KANSAS CITY, Kan. -- Associated Wholesale Grocers here said Gary Phillips, the distributor's chief financial officer, has been named interim president following the abrupt departure of Doug Carolan -- an event that closely followed the resolution of the company's months-long dispute with the Teamsters union.
It was unclear last week whether Carolan had resigned or been terminated as president and chief executive officer after two and a half years in that position.
Phillips, a 26-year AWG employee, was appointed as Carolan's interim successor by the cooperative's board. In announcing that appointment, AWG's statement did not mention Carolan's name at all.

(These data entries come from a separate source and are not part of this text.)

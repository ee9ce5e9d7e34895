use clap::{Parser, Subcommand};
use std::path::PathBuf;

#[derive(Parser, Debug)]
#[command(name = "flashcards")]
#[command(version, about = "Flashcard study service and terminal review client", long_about = None)]
pub struct Cli {
    #[command(subcommand)]
    pub command: Option<Commands>,

    /// Base URL of the flashcard server (client commands)
    #[arg(long, global = true)]
    pub server: Option<String>,

    /// Verbose logging
    #[arg(short, long, global = true)]
    pub verbose: bool,
}

#[derive(Subcommand, Debug)]
pub enum Commands {
    /// Run the REST API
    Serve {
        /// Port to listen on
        #[arg(short, long)]
        port: Option<u16>,

        /// Directory holding flashcards.json and config.json
        #[arg(long)]
        data_dir: Option<PathBuf>,

        /// Keep cards in memory only
        #[arg(long)]
        in_memory: bool,
    },

    /// List flashcards, newest first
    #[command(alias = "ls")]
    List {
        /// Only cards with this topic
        #[arg(short, long)]
        topic: Option<String>,
    },

    /// Show one flashcard
    #[command(alias = "v")]
    Show {
        /// Flashcard id (24 hex digits)
        id: String,
    },

    /// Add a flashcard
    #[command(alias = "n")]
    Add {
        term: String,

        definition: String,

        /// Topic (default "General"); a topic not seen before is added as a custom topic
        #[arg(short, long)]
        topic: Option<String>,
    },

    /// Edit fields of a flashcard
    #[command(alias = "e")]
    Edit {
        /// Flashcard id (24 hex digits)
        id: String,

        #[arg(long)]
        term: Option<String>,

        #[arg(long)]
        definition: Option<String>,

        #[arg(short, long)]
        topic: Option<String>,
    },

    /// Delete a flashcard
    #[command(alias = "rm")]
    Delete {
        /// Flashcard id (24 hex digits)
        id: String,

        /// Skip the confirmation prompt
        #[arg(short = 'y', long)]
        yes: bool,
    },

    /// List known topics
    Topics,

    /// Review cards one at a time
    #[command(alias = "r")]
    Review {
        /// Start filtered to this topic
        #[arg(short, long)]
        topic: Option<String>,
    },
}
use super::DataStore;
use crate::error::{FlashcardError, Result};
use crate::model::{Flashcard, FlashcardId};
use std::collections::HashMap;

/// In-memory storage for testing and throwaway servers.
/// Does NOT persist data.
#[derive(Default)]
pub struct InMemoryStore {
    cards: HashMap<FlashcardId, Flashcard>,
}

impl InMemoryStore {
    pub fn new() -> Self {
        Self::default()
    }
}

impl DataStore for InMemoryStore {
    fn save_card(&mut self, card: &Flashcard) -> Result<()> {
        self.cards.insert(card.id, card.clone());
        Ok(())
    }

    fn get_card(&self, id: &FlashcardId) -> Result<Flashcard> {
        self.cards
            .get(id)
            .cloned()
            .ok_or(FlashcardError::NotFound(*id))
    }

    fn list_cards(&self) -> Result<Vec<Flashcard>> {
        Ok(self.cards.values().cloned().collect())
    }

    fn delete_card(&mut self, id: &FlashcardId) -> Result<Flashcard> {
        self.cards.remove(id).ok_or(FlashcardError::NotFound(*id))
    }
}

// --- Test Fixtures ---

#[cfg(any(test, feature = "test_utils"))]
pub mod fixtures {
    use super::*;

    pub struct StoreFixture {
        pub store: InMemoryStore,
    }

    impl Default for StoreFixture {
        fn default() -> Self {
            Self::new()
        }
    }

    impl StoreFixture {
        pub fn new() -> Self {
            Self {
                store: InMemoryStore::new(),
            }
        }

        pub fn with_cards(mut self, count: usize, topic: &str) -> Self {
            for i in 0..count {
                let card = Flashcard::new(
                    format!("Term {}", i + 1),
                    format!("Definition {}", i + 1),
                    topic.to_string(),
                );
                self.store.save_card(&card).unwrap();
            }
            self
        }

        pub fn with_card(mut self, term: &str, topic: &str) -> Self {
            let card = Flashcard::new(term.to_string(), "Some definition".to_string(), topic.into());
            self.store.save_card(&card).unwrap();
            self
        }
    }
}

The company did not indicate any timetable to name a permanent successor to Carolan, or whether Phillips' appointment would be made permanent.
Phillips and other company officials declined to talk about the change last week, and Carolan could not be reached for comment. Several board members contacted by SN last week did not return phone calls.
Phillips, who joined AWG in 1974, has been executive vice president and CFO since 1996. He previously was senior vice president and general manager of the company's Springfield, Mo., division for 14 years.
Carolan joined AWG in 1983 as vice president of marketing and held various positions before being named chief operating officer in 1996 and then succeeding Michael De Fabis as president and CEO in March 1998.
The labor dispute involved AWG and two locals of the International Brotherhood of Teamsters, the 1,200 members of which were ousted by AWG in April in favor of third-party distributors. They were ultimately hired back on a permanent basis in June by one of the third parties.
Speaking with SN last week, Teamster officials made no attempt to disguise their pleasure at Carolan's departure.
"I'm not sure why he's gone, but I'm glad he's gone," said Jim Williams, president of Teamsters Local 955 here. "He put a lot of people through hell for no cause, and he hurt our members, the stores and the company."
Jim Kabell, president of Local 245 in Springfield, Mo., echoed those remarks. "There were no tears shed by anyone in the Teamsters organization because of our belief that he caused our members a lot of grief -- and not just our members, but also the 350 owners of 850 stores [supplied by AWG] as well -- in terms of money and stress, and all of it was uncalled for," he said.
"The deal we got at the end could have been made at the beginning if Carolan had allowed it. But he wouldn't let us negotiate contracts for warehousemen and drivers with a single party -- he insisted we deal with separate contractors -- and that was a sticking point with the union."
An editorial in the Springfield, Mo., News-Leader also condemned Carolan a few days after his departure. "Few, if any, tears were shed over [Carolan's] departure -- by Teamsters or by store owners ...
"If any business professors are looking for a textbook example of how not to handle labor negotiations, this is it ...
"Carolan underestimated the Teamsters, overestimated his company's ability to run the warehouse with temporary workers, bungled public relations and misread the National Labor Relations Board," the editorial said.
The dispute between AWG and the Teamsters involved employees at AWG facilities here and in Springfield, whose three-year contracts expired April 1.
Just prior to a session Feb. 1, Kabell told SN, AWG's negotiators handed the union a notice warning it the company planned to outsource its distribution and that AWG would lay off its work force when the contracts expired.
Williams told SN the union did not see the shift to outsourcing coming, "although every time we tried to accommodate AWG in negotiations, they would tell us it wasn't enough, and we were beginning to feel they were moving in that direction."
Teamsters began picketing retail stores supplied by AWG, and when the outsourcing contracts took effect on April 2 -- eliminating their jobs -- the union filed an appeal with the NLRB.
In late May, the NLRB urged AWG to reopen negotiations after ruling the employer had bargained in bad faith.
Two weeks later AWG said it would allow one of the third parties -- Elite Logistics, a division of Toronto-based Tibbett & Britten Group North America -- to be the sole manager of its warehouse and transportation operations, which cleared the way for the union to reach an accord with Elite.
The union continues to work under the expired contract, Williams and Kabell told SN last week, while the two sides iron out several issues.